THE TASK -
The response must reproduce every record in full.

*****

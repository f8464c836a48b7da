use serde::{Deserialize, Serialize};

/// A named collection on the remote analysis service.
///
/// The service reports the identifier as `_id`.
#[derive(Debug, Clone, Serialize, Deserialize, PartialEq, Eq)]
pub struct AnalysisIndex {
    #[serde(rename = "_id")]
    pub id: String,
    #[serde(rename = "index_name")]
    pub name: String,
}

/// One model capability an index is created with.
#[derive(Debug, Clone, Serialize, Deserialize, PartialEq, Eq)]
pub struct IndexModel {
    pub model_name: String,
    pub model_options: Vec<String>,
}

impl IndexModel {
    #[must_use]
    pub fn new(model_name: impl Into<String>, model_options: &[&str]) -> Self {
        Self {
            model_name: model_name.into(),
            model_options: model_options.iter().map(ToString::to_string).collect(),
        }
    }

    /// The visual+audio understanding model and the visual+audio
    /// summarization model every reel index is configured with.
    #[must_use]
    pub fn default_pair() -> Vec<Self> {
        vec![
            Self::new("marengo3.0", &["visual", "audio"]),
            Self::new("pegasus1.2", &["visual", "audio"]),
        ]
    }
}
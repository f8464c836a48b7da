use serde::{Deserialize, Serialize};

use crate::enums::TaskStatus;

/// One in-flight submission of a video to an index, as last observed.
#[derive(Debug, Clone, Serialize, Deserialize, PartialEq, Eq)]
pub struct AnalysisTask {
    #[serde(rename = "_id", default)]
    pub id: String,
    #[serde(default)]
    pub index_id: Option<String>,
    /// Absent or `null` on the wire reads as still processing.
    #[serde(default)]
    pub status: TaskStatus,
    #[serde(default)]
    pub video_id: Option<String>,
}
//! # reel-policy
//!
//! Maps a video summary to a compliance [`Decision`].
//!
//! Rules are plain data evaluated in a fixed order. Every rule whose keyword
//! set matches overwrites the outcome so far, so the *last* matching rule
//! decides. This is not a severity ranking: a culinary BLOCK placed after a
//! medical BLOCK would win even though both block.
//!
//! ```text
//! APPROVE (default)
//!   → sharp_tool_near_eye       REVIEW
//!   → off_brief_culinary        BLOCK
//!   → prohibited_medical_claim  BLOCK
//!   → chemical_hazard           BLOCK
//! ```
//!
//! Matching is case-insensitive substring containment; `"eye"` matches
//! `"Eyeliner"`.

mod rules;

pub use rules::{Rule, default_rules};

use reel_core::{Decision, PolicyChecks};
use serde::Serialize;

/// Finding reported when no rule matches.
pub const PASS_FINDING: &str = "Brand Safety Pass.";

/// Result of evaluating a summary.
#[derive(Debug, Clone, PartialEq, Eq, Serialize)]
pub struct PolicyOutcome {
    pub decision: Decision,
    pub finding: String,
    /// Every matching rule, in evaluation order. The last one decided.
    pub matched_rules: Vec<String>,
}

impl PolicyOutcome {
    fn pass() -> Self {
        Self {
            decision: Decision::Approve,
            finding: PASS_FINDING.to_string(),
            matched_rules: Vec::new(),
        }
    }

    /// Structured findings for a report.
    #[must_use]
    pub fn into_checks(self) -> (Decision, PolicyChecks) {
        (
            self.decision,
            PolicyChecks {
                status: self.finding,
                matched_rules: self.matched_rules,
            },
        )
    }
}

/// Ordered rule list with last-match-wins evaluation.
#[derive(Debug, Clone)]
pub struct PolicyEngine {
    rules: Vec<Rule>,
}

impl Default for PolicyEngine {
    fn default() -> Self {
        Self::new(default_rules())
    }
}

impl PolicyEngine {
    #[must_use]
    pub const fn new(rules: Vec<Rule>) -> Self {
        Self { rules }
    }

    #[must_use]
    pub fn rules(&self) -> &[Rule] {
        &self.rules
    }

    /// Evaluate `summary` against every rule in order.
    #[must_use]
    pub fn evaluate(&self, summary: &str) -> PolicyOutcome {
        let haystack = summary.to_lowercase();
        let mut outcome = PolicyOutcome::pass();

        for rule in &self.rules {
            if rule.matches(&haystack) {
                outcome.decision = rule.decision;
                outcome.finding.clone_from(&rule.finding);
                outcome.matched_rules.push(rule.name.clone());
            }
        }

        if outcome.matched_rules.len() > 1 {
            tracing::debug!(
                matched = ?outcome.matched_rules,
                decision = %outcome.decision,
                "multiple policy rules matched; last one wins"
            );
        }
        outcome
    }
}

*****

EXERCISE RESULT -
repository f8464c836a48b7da
use serde::{Deserialize, Serialize};

/// A named collection on the remote analysis service.
///
/// The service reports the identifier as `_id`.
#[derive(Debug, Clone, Serialize, Deserialize, PartialEq, Eq)]
pub struct AnalysisIndex {
    #[serde(rename = "_id")]
    pub id: String,
    #[serde(rename = "index_name")]
    pub name: String,
}

/// One model capability an index is created with.
#[derive(Debug, Clone, Serialize, Deserialize, PartialEq, Eq)]
pub struct IndexModel {
    pub model_name: String,
    pub model_options: Vec<String>,
}

impl IndexModel {
    #[must_use]
    pub fn new(model_name: impl Into<String>, model_options: &[&str]) -> Self {
        Self {
            model_name: model_name.into(),
            model_options: model_options.iter().map(ToString::to_string).collect(),
        }
    }

    /// The visual+audio understanding model and the visual+audio
    /// summarization model every reel index is configured with.
    #[must_use]
    pub fn default_pair() -> Vec<Self> {
        vec![
            Self::new("marengo3.0", &["visual", "audio"]),
            Self::new("pegasus1.2", &["visual", "audio"]),
        ]
    }
}
repository f8464c836a48b7da
use serde::{Deserialize, Serialize};

use crate::enums::TaskStatus;

/// One in-flight submission of a video to an index, as last observed.
#[derive(Debug, Clone, Serialize, Deserialize, PartialEq, Eq)]
pub struct AnalysisTask {
    #[serde(rename = "_id", default)]
    pub id: String,
    #[serde(default)]
    pub index_id: Option<String>,
    /// Absent or `null` on the wire reads as still processing.
    #[serde(default)]
    pub status: TaskStatus,
    #[serde(default)]
    pub video_id: Option<String>,
}
//! # reel-policy
//!
//! Maps a video summary to a compliance [`Decision`].
//!
//! Rules are plain data evaluated in a fixed order. Every rule whose keyword
//! set matches overwrites the outcome so far, so the *last* matching rule
//! decides. This is not a severity ranking: a culinary BLOCK placed after a
//! medical BLOCK would win even though both block.
//!
//! ```text
//! APPROVE (default)
//!   → sharp_tool_near_eye       REVIEW
//!   → off_brief_culinary        BLOCK
//!   → prohibited_medical_claim  BLOCK
//!   → chemical_hazard           BLOCK
//! ```
//!
//! Matching is case-insensitive substring containment; `"eye"` matches
//! `"Eyeliner"`.

mod rules;

pub use rules::{Rule, default_rules};

use reel_core::{Decision, PolicyChecks};
use serde::Serialize;

/// Finding reported when no rule matches.
pub const PASS_FINDING: &str = "Brand Safety Pass.";

/// Result of evaluating a summary.
#[derive(Debug, Clone, PartialEq, Eq, Serialize)]
pub struct PolicyOutcome {
    pub decision: Decision,
    pub finding: String,
    /// Every matching rule, in evaluation order. The last one decided.
    pub matched_rules: Vec<String>,
}

impl PolicyOutcome {
    fn pass() -> Self {
        Self {
            decision: Decision::Approve,
            finding: PASS_FINDING.to_string(),
            matched_rules: Vec::new(),
        }
    }

    /// Structured findings for a report.
    #[must_use]
    pub fn into_checks(self) -> (Decision, PolicyChecks) {
        (
            self.decision,
            PolicyChecks {
                status: self.finding,
                matched_rules: self.matched_rules,
            },
        )
    }
}

/// Ordered rule list with last-match-wins evaluation.
#[derive(Debug, Clone)]
pub struct PolicyEngine {
    rules: Vec<Rule>,
}

impl Default for PolicyEngine {
    fn default() -> Self {
        Self::new(default_rules())
    }
}

impl PolicyEngine {
    #[must_use]
    pub const fn new(rules: Vec<Rule>) -> Self {
        Self { rules }
    }

    #[must_use]
    pub fn rules(&self) -> &[Rule] {
        &self.rules
    }

    /// Evaluate `summary` against every rule in order.
    #[must_use]
    pub fn evaluate(&self, summary: &str) -> PolicyOutcome {
        let haystack = summary.to_lowercase();
        let mut outcome = PolicyOutcome::pass();

        for rule in &self.rules {
            if rule.matches(&haystack) {
                outcome.decision = rule.decision;
                outcome.finding.clone_from(&rule.finding);
                outcome.matched_rules.push(rule.name.clone());
            }
        }

        if outcome.matched_rules.len() > 1 {
            tracing::debug!(
                matched = ?outcome.matched_rules,
                decision = %outcome.decision,
                "multiple policy rules matched; last one wins"
            );
        }
        outcome
    }
}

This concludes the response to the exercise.